#### [Goal of the exercise]
The job is to find each line in the entries holding the string "classification" and copy that line.

Dataset entries:
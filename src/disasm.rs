//! Disassembly listing indexer
//!
//! Turns an `objdump -d` style listing into the two structures the
//! reconstructor walks:
//! - the instruction order (listing order, used as "next instruction")
//! - the jump classification of every instruction plus its position in that order
//!
//! No-op instructions are dropped from both.

use fnv::FnvHashMap;
use serde::{Deserialize, Serialize};
use std::collections::HashSet;
use std::io::BufRead;
use std::sync::OnceLock;
use thiserror::Error;

/// Machine instruction address
pub type Address = u64;

/// Operand-size letters combined with base mnemonics (`nopw`, `callq`, `retq`, ...)
const SIZE_AFFIXES: [char; 4] = ['b', 'w', 'l', 'q'];

const NOP_MNEMONICS: &[&str] = &["nop"];

const JUMP_MNEMONICS: &[&str] = &[
    "jmp", "je", "jne", "jg", "jge", "ja", "jae", "jl", "jle", "jb", "jbe", "jo", "jno", "jz",
    "jnz", "js", "jns", "call", "loop", "loopcc", "loope", "loopne", "loopnz", "loopz", "ret",
    "iret",
];

/// Errors raised while building or reloading an instruction index
#[derive(Error, Debug)]
pub enum IndexError {
    #[error("IO error: {0}")]
    Io(#[from] std::io::Error),

    #[error("instruction order has {order} entries but jump info has {jumps}")]
    LengthMismatch { order: usize, jumps: usize },

    #[error("instruction {address:#x} has no jump info")]
    MissingJumpInfo { address: Address },

    #[error("instruction {address:#x} is at position {position} but jump info says {recorded}")]
    Inconsistent {
        address: Address,
        position: usize,
        recorded: usize,
    },
}

/// A base mnemonic set expanded with every operand-size prefix/suffix combination
#[derive(Debug, Clone)]
pub struct MnemonicFamily {
    names: HashSet<String>,
}

impl MnemonicFamily {
    /// Expand `bases` into `base`, `xbase`, `basey` and `xbasey` for x, y in b/w/l/q
    pub fn expand(bases: &[&str]) -> Self {
        let mut names = HashSet::new();
        for base in bases {
            names.insert((*base).to_string());
            for x in SIZE_AFFIXES {
                names.insert(format!("{x}{base}"));
                names.insert(format!("{base}{x}"));
                for y in SIZE_AFFIXES {
                    names.insert(format!("{x}{base}{y}"));
                }
            }
        }
        Self { names }
    }

    pub fn contains(&self, mnemonic: &str) -> bool {
        self.names.contains(mnemonic)
    }

    pub fn len(&self) -> usize {
        self.names.len()
    }

    pub fn is_empty(&self) -> bool {
        self.names.is_empty()
    }
}

/// No-operation family (`nop`, `nopw`, `nopl`, ...)
pub fn nop_family() -> &'static MnemonicFamily {
    static FAMILY: OnceLock<MnemonicFamily> = OnceLock::new();
    FAMILY.get_or_init(|| MnemonicFamily::expand(NOP_MNEMONICS))
}

/// Control-flow transfer family (branches, calls, returns)
pub fn jump_family() -> &'static MnemonicFamily {
    static FAMILY: OnceLock<MnemonicFamily> = OnceLock::new();
    FAMILY.get_or_init(|| MnemonicFamily::expand(JUMP_MNEMONICS))
}

/// Column layout of the disassembly listing
///
/// The default matches `objdump -d` output for addresses up to eight hex
/// digits: the address right-aligned in eight columns, a colon, a tab, the
/// 21-column instruction bytes field, a tab, then the mnemonic at column 32.
#[derive(Debug, Clone, Copy, PartialEq, Eq, Serialize, Deserialize)]
#[serde(default, deny_unknown_fields)]
pub struct ListingLayout {
    /// Width of the address field; the colon sits at this offset
    pub address_width: usize,
    /// Byte offset where the mnemonic field starts
    pub mnemonic_column: usize,
    /// Log progress every N listing lines
    pub progress_interval: usize,
}

impl Default for ListingLayout {
    fn default() -> Self {
        Self {
            address_width: 8,
            mnemonic_column: 32,
            progress_interval: 100_000,
        }
    }
}

/// Jump classification of one instruction
#[derive(Debug, Clone, Copy, PartialEq, Eq, Serialize, Deserialize)]
pub struct JumpInfo {
    pub is_jump: bool,
    /// Position of the instruction in the instruction order
    pub index: usize,
}

/// Instruction order and jump info, kept index-consistent
#[derive(Debug, Clone, Default)]
pub struct InstructionIndex {
    order: Vec<Address>,
    jumps: FnvHashMap<Address, JumpInfo>,
}

impl InstructionIndex {
    pub fn new() -> Self {
        Self::default()
    }

    /// Append an instruction. Returns false (and changes nothing) if the
    /// address is already indexed.
    pub fn push(&mut self, address: Address, is_jump: bool) -> bool {
        if self.jumps.contains_key(&address) {
            return false;
        }
        self.jumps.insert(
            address,
            JumpInfo {
                is_jump,
                index: self.order.len(),
            },
        );
        self.order.push(address);
        true
    }

    /// Rebuild an index from separately persisted parts, checking that every
    /// address's recorded position matches its place in `order`
    pub fn from_parts(
        order: Vec<Address>,
        jumps: FnvHashMap<Address, JumpInfo>,
    ) -> Result<Self, IndexError> {
        if order.len() != jumps.len() {
            return Err(IndexError::LengthMismatch {
                order: order.len(),
                jumps: jumps.len(),
            });
        }
        for (position, address) in order.iter().enumerate() {
            let info = jumps.get(address).ok_or(IndexError::MissingJumpInfo {
                address: *address,
            })?;
            if info.index != position {
                return Err(IndexError::Inconsistent {
                    address: *address,
                    position,
                    recorded: info.index,
                });
            }
        }
        Ok(Self { order, jumps })
    }

    pub fn order(&self) -> &[Address] {
        &self.order
    }

    pub fn jumps(&self) -> &FnvHashMap<Address, JumpInfo> {
        &self.jumps
    }

    pub fn get(&self, address: Address) -> Option<&JumpInfo> {
        self.jumps.get(&address)
    }

    /// The instruction listed right after the one described by `info`
    pub fn successor(&self, info: &JumpInfo) -> Option<(Address, &JumpInfo)> {
        let next = *self.order.get(info.index + 1)?;
        self.jumps.get(&next).map(|next_info| (next, next_info))
    }

    pub fn len(&self) -> usize {
        self.order.len()
    }

    pub fn is_empty(&self) -> bool {
        self.order.is_empty()
    }

    pub fn jump_count(&self) -> usize {
        self.jumps.values().filter(|info| info.is_jump).count()
    }
}

/// Line accounting for one indexing run
#[derive(Debug, Clone, Default, PartialEq, Eq)]
pub struct IndexStats {
    /// Non-blank listing lines
    pub total_lines: usize,
    /// Instructions added to the index
    pub instructions: usize,
    /// Dropped no-op instructions
    pub nops: usize,
    /// Headers, labels, byte continuation lines and duplicates
    pub useless_lines: usize,
    /// Instruction lines with nothing in the mnemonic column
    pub empty_mnemonics: usize,
}

/// Split an instruction line into address and mnemonic
///
/// Returns `None` for anything that is not an instruction line: too short,
/// no colon at `address_width`, or an address field that is not hex.
/// The mnemonic may be empty.
pub fn parse_instruction_line<'a>(
    line: &'a str,
    layout: &ListingLayout,
) -> Option<(Address, &'a str)> {
    if line.len() <= layout.mnemonic_column
        || line.as_bytes().get(layout.address_width) != Some(&b':')
    {
        return None;
    }
    let address_field = line.get(..layout.address_width)?.trim();
    let address = Address::from_str_radix(address_field, 16).ok()?;
    let mnemonic = line
        .get(layout.mnemonic_column..)
        .and_then(|rest| rest.split_whitespace().next())
        .unwrap_or("");
    Some((address, mnemonic))
}

/// Index a complete disassembly listing
pub fn index_listing<R: BufRead>(
    reader: R,
    layout: &ListingLayout,
) -> Result<(InstructionIndex, IndexStats), IndexError> {
    let nops = nop_family();
    let jumps = jump_family();
    let mut index = InstructionIndex::new();
    let mut stats = IndexStats::default();

    for line in reader.lines() {
        let line = line?;
        let line = line.strip_suffix('\r').unwrap_or(&line);
        if line.is_empty() {
            continue;
        }
        stats.total_lines += 1;

        match parse_instruction_line(line, layout) {
            Some((_, mnemonic)) if nops.contains(mnemonic) => stats.nops += 1,
            Some((address, mnemonic)) => {
                if mnemonic.is_empty() {
                    tracing::warn!("Instruction line without mnemonic: {}", line);
                    stats.empty_mnemonics += 1;
                }
                if index.push(address, jumps.contains(mnemonic)) {
                    stats.instructions += 1;
                } else {
                    tracing::debug!("Duplicate instruction address {:#x} skipped", address);
                    stats.useless_lines += 1;
                }
            }
            None => stats.useless_lines += 1,
        }

        if layout.progress_interval > 0 && stats.total_lines % layout.progress_interval == 0 {
            tracing::info!(
                "{} listing lines processed, {} instructions",
                stats.total_lines,
                stats.instructions
            );
        }
    }

    Ok((index, stats))
}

#### [Response box]
//! - the jump classification of every instruction plus its position in that order
/// Jump classification of one instruction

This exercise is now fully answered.